Hélas ! l’avertissement socialiste, pas plus que celui de Thiers, ne fut entendu. Depuis des années que les bonapartistes libéraux travaillaient l’opinion, ils avaient réveillé tous les instincts nationalistes, toutes les idées de gloire et de prépondérance. Et, en ce mois de mai 66, l’opinion inquiète, mais toujours dirigée par eux, réclamait de l’Empereur des satisfactions, de la gloire encore et des agrandissements.

Pour les lui donner, l’Empereur, engagé avec l’Italie et la Prusse, devait s’associer à l’entreprise, y chercher résolument son profit. Bismarck s’y attendait bien. « L’Empereur, disait-il en avril au général italien Govone, désire une grande guerre allemande, parce qu’à la tête d’une armée comme l’armée française, on peut toujours trouver sa part de profit ». Mais si la majorité de l’opinion française réclamait une intervention dans le grand conflit qui s’ouvrait, contre la guerre en elle-même, une dernière opposition se manifestait.

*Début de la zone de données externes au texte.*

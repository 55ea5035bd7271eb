//! In-memory council invocation counters (SPEC_FULL.md supplemental
//! feature, grounded on the shape of the teacher's `session/telemetry.rs`
//! span counters, stripped of OTel export and SQLite persistence — Kingdom
//! has no daemon to export spans from, so this is observational only,
//! surfaced once at the end of a council run rather than continuously).

use std::collections::HashMap;

use crate::council::CouncilReply;

#[derive(Debug, Clone, Default, PartialEq, Eq)]
pub struct MemberCounters {
    pub calls: u32,
    pub timeouts: u32,
    pub failures: u32,
}

#[derive(Debug, Clone, Default)]
pub struct CouncilTelemetry {
    by_member: HashMap<String, MemberCounters>,
}

impl CouncilTelemetry {
    pub fn new() -> Self {
        Self::default()
    }

    pub fn record(&mut self, replies: &[CouncilReply]) {
        for reply in replies {
            let counters = self.by_member.entry(reply.member.clone()).or_default();
            counters.calls += 1;
            if reply.response.is_timeout() {
                counters.timeouts += 1;
            } else if reply.response.error.is_some() {
                counters.failures += 1;
            }
        }
    }

    pub fn for_member(&self, member: &str) -> MemberCounters {
        self.by_member.get(member).cloned().unwrap_or_default()
    }

    /// Render a one-line-per-member summary for end-of-run CLI output.
    pub fn summary(&self) -> String {
        let mut members: Vec<&String> = self.by_member.keys().collect();
        members.sort();
        members
            .into_iter()
            .map(|m| {
                let c = &self.by_member[m];
                format!("{m}: {} calls, {} timeouts, {} failures", c.calls, c.timeouts, c.failures)
            })
            .collect::<Vec<_>>()
            .join("\n")
    }
}

#[cfg(test)]
mod tests {
    use super::*;
    use crate::invoker::AgentResponse;
    use std::time::Duration;

    fn reply(member: &str, error: Option<&str>) -> CouncilReply {
        CouncilReply {
            member: member.to_string(),
            response: AgentResponse {
                text: String::new(),
                error: error.map(|s| s.to_string()),
                session_id: None,
                elapsed: Duration::default(),
            },
        }
    }

    #[test]
    fn tallies_calls_timeouts_and_failures_per_member() {
        let mut telemetry = CouncilTelemetry::new();
        telemetry.record(&[
            reply("claude", None),
            reply("claude", Some("agent timeout after 10s")),
            reply("codex", Some("nonzero exit")),
        ]);

        assert_eq!(telemetry.for_member("claude"), MemberCounters { calls: 2, timeouts: 1, failures: 0 });
        assert_eq!(telemetry.for_member("codex"), MemberCounters { calls: 1, timeouts: 0, failures: 1 });
        assert_eq!(telemetry.for_member("cursor"), MemberCounters::default());
    }

    #[test]
    fn summary_lists_members_in_sorted_order() {
        let mut telemetry = CouncilTelemetry::new();
        telemetry.record(&[reply("codex", None), reply("claude", None)]);
        let summary = telemetry.summary();
        assert!(summary.find("claude").unwrap() < summary.find("codex").unwrap());
    }
}
use std::path::PathBuf;
use std::sync::atomic::AtomicBool;
use std::sync::Arc;

use anyhow::{bail, Context, Result};
use clap::{Parser, Subcommand};
use kingdom::config::Config;
use kingdom::council;
use kingdom::doctor;
use kingdom::harness::{self, HarnessContext};
use kingdom::layout::Layout;
use kingdom::session::{AgentSession, SessionStore};
use kingdom::tasks::{TaskHome, TaskStatus, TaskStore};
use kingdom::telemetry::CouncilTelemetry;
use kingdom::threads::{ThreadPattern, ThreadStore};
use kingdom::tui::ChatApp;
use kingdom::worktree;

#[derive(Parser)]
#[command(name = "kd", about = "Kingdom — a workflow orchestrator for multi-agent development", version)]
struct Args {
    #[command(subcommand)]
    command: Command,

    /// Repository root. Defaults to the current git checkout's top level.
    #[arg(long, global = true)]
    repo: Option<PathBuf>,

    /// Log level (trace, debug, info, warn, error).
    #[arg(long, env = "KD_LOG", default_value = "info")]
    log: String,
}

#[derive(Subcommand)]
enum Command {
    /// Create a task on a branch (or in the backlog with `--backlog`).
    Create {
        title: String,
        #[arg(long)]
        branch: Option<String>,
        #[arg(long)]
        backlog: bool,
        #[arg(long, default_value = "")]
        description: String,
        #[arg(long, default_value = "feature")]
        task_type: String,
        #[arg(long, default_value = "medium")]
        priority: String,
        #[arg(long)]
        assignee: Option<String>,
        #[arg(long)]
        hand: bool,
    },
    /// Start the peasant harness on an existing task.
    Start {
        task_id: String,
        #[arg(long)]
        branch: Option<String>,
        #[arg(long, default_value = "claude")]
        agent: String,
        #[arg(long)]
        hand: bool,
    },
    /// Accept a task that's awaiting king review: merge its feature branch
    /// (worktree mode) or leave it in place (hand-mode), then close it.
    Accept {
        task_id: String,
        #[arg(long)]
        branch: Option<String>,
        #[arg(long, default_value = "claude")]
        agent: String,
    },
    /// Reject a task awaiting king review: reset the bounce count and
    /// relaunch the harness directly in the base checkout, not a worktree.
    Reject {
        task_id: String,
        #[arg(long)]
        branch: Option<String>,
        #[arg(long, default_value = "claude")]
        agent: String,
    },
    /// Query the council (one or all configured advisors) and append replies
    /// to a thread.
    Council {
        prompt: String,
        #[arg(long)]
        branch: Option<String>,
        #[arg(long, default_value = "council")]
        thread: String,
        #[arg(long, value_delimiter = ',')]
        targets: Option<Vec<String>>,
    },
    /// Open the interactive group chat TUI on a thread.
    Chat {
        #[arg(long)]
        branch: Option<String>,
        #[arg(long, default_value = "council")]
        thread: String,
    },
    /// Report (and optionally prune) stale sessions and orphaned worktrees.
    Doctor {
        #[arg(long)]
        prune: bool,
    },
}

#[tokio::main]
async fn main() -> Result<()> {
    let args = Args::parse();
    tracing_subscriber::fmt().with_env_filter(args.log.clone()).compact().init();

    let repo_root = match args.repo {
        Some(p) => p,
        None => git_repo_root().await.context("not inside a git checkout; pass --repo")?,
    };
    let layout = Layout::new(repo_root.clone());
    let config = Config::load(&layout)?;

    match args.command {
        Command::Create { title, branch, backlog, description, task_type, priority, assignee, hand } => {
            run_create(&layout, title, branch, backlog, description, task_type, priority, assignee, hand)?;
        }
        Command::Start { task_id, branch, agent, hand } => {
            run_start(&layout, &config, &repo_root, task_id, branch, agent, hand).await?;
        }
        Command::Accept { task_id, branch, agent } => {
            run_accept(&layout, &repo_root, task_id, branch, agent).await?;
        }
        Command::Reject { task_id, branch, agent } => {
            run_reject(&layout, &config, &repo_root, task_id, branch, agent).await?;
        }
        Command::Council { prompt, branch, thread, targets } => {
            run_council(&layout, &config, branch, thread, prompt, targets).await?;
        }
        Command::Chat { branch, thread } => {
            run_chat(layout, config, branch, thread).await?;
        }
        Command::Doctor { prune } => {
            let report = doctor::run(&layout, &repo_root, prune).await?;
            print_doctor_report(&report);
        }
    }

    Ok(())
}

async fn git_repo_root() -> Result<PathBuf> {
    let output = tokio::process::Command::new("git")
        .args(["rev-parse", "--show-toplevel"])
        .output()
        .await
        .context("failed to run git")?;
    if !output.status.success() {
        bail!("git rev-parse --show-toplevel failed: {}", String::from_utf8_lossy(&output.stderr));
    }
    Ok(PathBuf::from(String::from_utf8_lossy(&output.stdout).trim()))
}

async fn git_current_branch() -> Result<String> {
    let output = tokio::process::Command::new("git")
        .args(["rev-parse", "--abbrev-ref", "HEAD"])
        .output()
        .await
        .context("failed to run git")?;
    if !output.status.success() {
        bail!("git rev-parse --abbrev-ref HEAD failed: {}", String::from_utf8_lossy(&output.stderr));
    }
    Ok(String::from_utf8_lossy(&output.stdout).trim().to_string())
}

fn run_create(
    layout: &Layout,
    title: String,
    branch: Option<String>,
    backlog: bool,
    description: String,
    task_type: String,
    priority: String,
    assignee: Option<String>,
    hand: bool,
) -> Result<()> {
    let store = TaskStore::new(layout);
    let home = if backlog {
        TaskHome::Backlog
    } else {
        let branch = branch.context("--branch is required unless --backlog is set")?;
        TaskHome::Branch(branch)
    };
    let task = store.create(home.clone(), &title, &description, &task_type, &priority, assignee, Some(hand))?;
    let path = match &home {
        TaskHome::Branch(b) => layout.ticket_path(b, task.id()),
        TaskHome::Backlog => layout.backlog_ticket_path(task.id()),
        TaskHome::ArchiveBacklog | TaskHome::ArchiveBranch(_) => unreachable!("create never targets an archive home"),
    };
    println!("{}", path.display());
    Ok(())
}

async fn run_start(
    layout: &Layout,
    config: &Config,
    repo_root: &std::path::Path,
    task_id: String,
    branch: Option<String>,
    agent: String,
    hand: bool,
) -> Result<()> {
    let branch = match branch {
        Some(b) => b,
        None => git_current_branch().await?,
    };

    let task_store = TaskStore::new(layout);
    let (home, _) = task_store.find_any(&task_id, Some(&branch))?;
    let (home, task) = task_store.transition(home, &task_id, TaskStatus::InProgress, Some("started by king"))?;

    let worktree_path = if hand {
        repo_root.to_path_buf()
    } else {
        worktree::create(layout, repo_root, &task_id, &task.title).await?.path
    };
    let diff_base = if hand {
        worktree::current_head(repo_root).await?
    } else {
        branch.clone()
    };

    let thread_store = ThreadStore::new(layout);
    let thread_name = format!("task-{task_id}");
    if thread_store.read_thread_meta(&branch, &thread_name).is_err() {
        thread_store.create_thread(&branch, &thread_name, vec![agent.clone()], ThreadPattern::Work)?;
    }

    let session_store = SessionStore::new(layout);
    session_store.update(&branch, &agent, |s: &mut AgentSession| {
        s.ticket_id = Some(task_id.clone());
        s.hand_mode = hand;
        s.start_sha = Some(diff_base.clone());
    })?;

    let ctx = HarnessContext {
        layout: Arc::new(layout.clone()),
        config: Arc::new(config.clone()),
        branch,
        task_home: home,
        task_id,
        agent,
        worktree_path,
        hand_mode: hand,
        diff_base,
        thread: thread_name,
    };

    let cancel = Arc::new(AtomicBool::new(false));
    let final_status = harness::run(ctx, cancel).await?;
    println!("{final_status:?}");
    Ok(())
}

/// `kd accept` — the human (King) approval step that closes a task sitting
/// in `in_review`. Worktree-mode tasks merge their feature branch into the
/// checked-out branch first; hand-mode tasks have no separate branch to
/// merge, since the peasant already worked directly on it.
async fn run_accept(layout: &Layout, repo_root: &std::path::Path, task_id: String, branch: Option<String>, agent: String) -> Result<()> {
    let branch = match branch {
        Some(b) => b,
        None => git_current_branch().await?,
    };

    let task_store = TaskStore::new(layout);
    let (home, task) = task_store.find_any(&task_id, Some(&branch))?;
    let hand_mode = task.frontmatter.hand_mode.unwrap_or(false);

    if !hand_mode {
        let actual = worktree::current_branch(repo_root).await?;
        if actual != branch {
            bail!(kingdom::errors::KdError::WrongBranch { expected: branch.clone(), actual });
        }
        let feature_branch = worktree::branch_name(&task_id, &task.title);
        worktree::merge(repo_root, &feature_branch).await?;
        let path = layout.worktree_path(&task_id);
        if path.exists() {
            let _ = worktree::remove(repo_root, &path, false).await;
        }
    }

    task_store.transition(home, &task_id, TaskStatus::Closed, Some("accepted by king"))?;
    let session_store = SessionStore::new(layout);
    session_store.update(&branch, &agent, |s: &mut AgentSession| {
        s.status = kingdom::session::SessionStatus::Done;
    })?;
    println!("task {task_id} accepted and closed");
    Ok(())
}

/// `kd reject` — sends a task in `in_review` back to `in_progress`, resets
/// the bounce count (spec §3 invariant #4), and relaunches the harness in
/// the base checkout rather than a (new or existing) worktree.
async fn run_reject(
    layout: &Layout,
    config: &Config,
    repo_root: &std::path::Path,
    task_id: String,
    branch: Option<String>,
    agent: String,
) -> Result<()> {
    let branch = match branch {
        Some(b) => b,
        None => git_current_branch().await?,
    };

    let task_store = TaskStore::new(layout);
    let (home, _) = task_store.find_any(&task_id, Some(&branch))?;
    let (home, _) = task_store.transition(home, &task_id, TaskStatus::InProgress, Some("rejected by king, relaunching"))?;

    let path = layout.worktree_path(&task_id);
    if path.exists() {
        let _ = worktree::remove(repo_root, &path, true).await;
    }

    let diff_base = worktree::current_head(repo_root).await?;
    let session_store = SessionStore::new(layout);
    session_store.update(&branch, &agent, |s: &mut AgentSession| {
        s.review_bounce_count = 0;
        s.hand_mode = true;
        s.start_sha = Some(diff_base.clone());
    })?;

    let thread_store = ThreadStore::new(layout);
    let thread_name = format!("task-{task_id}");
    if thread_store.read_thread_meta(&branch, &thread_name).is_err() {
        thread_store.create_thread(&branch, &thread_name, vec![agent.clone()], ThreadPattern::Work)?;
    }

    let ctx = HarnessContext {
        layout: Arc::new(layout.clone()),
        config: Arc::new(config.clone()),
        branch,
        task_home: home,
        task_id,
        agent,
        worktree_path: repo_root.to_path_buf(),
        hand_mode: true,
        diff_base,
        thread: thread_name,
    };

    let cancel = Arc::new(AtomicBool::new(false));
    let final_status = harness::run(ctx, cancel).await?;
    println!("{final_status:?}");
    Ok(())
}

async fn run_council(
    layout: &Layout,
    config: &Config,
    branch: Option<String>,
    thread: String,
    prompt: String,
    targets: Option<Vec<String>>,
) -> Result<()> {
    let branch = match branch {
        Some(b) => b,
        None => git_current_branch().await?,
    };
    let thread_store = ThreadStore::new(layout);
    if thread_store.read_thread_meta(&branch, &thread).is_err() {
        thread_store.create_thread(&branch, &thread, config.council.members.clone(), ThreadPattern::Council)?;
    }
    let replies = council::query_to_thread(layout, config, &branch, &thread, &prompt, targets.as_deref()).await?;

    let mut telemetry = CouncilTelemetry::new();
    telemetry.record(&replies);

    for reply in replies {
        let body = reply.response.error.unwrap_or(reply.response.text);
        println!("--- {} ---\n{}\n", reply.member, body);
    }
    println!("--- council telemetry ---\n{}", telemetry.summary());
    Ok(())
}

async fn run_chat(layout: Layout, config: Config, branch: Option<String>, thread: String) -> Result<()> {
    let branch = match branch {
        Some(b) => b,
        None => git_current_branch().await?,
    };
    let thread_store = ThreadStore::new(&layout);
    if thread_store.read_thread_meta(&branch, &thread).is_err() {
        thread_store.create_thread(&branch, &thread, config.council.members.clone(), ThreadPattern::Council)?;
    }

    let mut app = ChatApp::new(layout, config, branch, thread);
    let mut terminal = ratatui::init();
    let result = app.run(&mut terminal).await;
    ratatui::restore();
    result.map_err(Into::into)
}

fn print_doctor_report(report: &doctor::DoctorReport) {
    if report.stale_sessions.is_empty() && report.stale_worktrees.is_empty() {
        println!("nothing to report");
        return;
    }
    for s in &report.stale_sessions {
        println!("stale session: {}/{} (pid {:?}){}", s.branch, s.agent, s.pid, if report.pruned { " — pruned" } else { "" });
    }
    for w in &report.stale_worktrees {
        println!("orphaned worktree: {}{}", w.path.display(), if report.pruned { " — removed" } else { "" });
    }
}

Fould savait combien toutes les expéditions antérieures avaient compromis les finances et il avait déclaré, en écoutant le discours de Thiers, « qu’il n’avait jamais rien entendu d’aussi fort ni d’aussi beau ». Les classes riches étaient opposées à la guerre, et à leur tête les financiers, les hommes d’affaires. Un moment, l’Empereur avait espéré donner satisfaction à tout le monde par un Congrès. Sans guerre, un Congrès européen eût donné à la Prusse plus d’homogénéité et de force dans le Nord, à l’Italie la Vénétie, à la France des compensations, des annexions. Le refus de l’Autriche (2 juin) empêcha le Congrès de se réunir. Napoléon III, n’osant risquer la guerre, attendit des hasards de la lutte austro-prussienne les indemnités espérées. Il les attendait surtout de l’épuisement des belligérants, à qui, bientôt, pensait-il, il imposerait la paix.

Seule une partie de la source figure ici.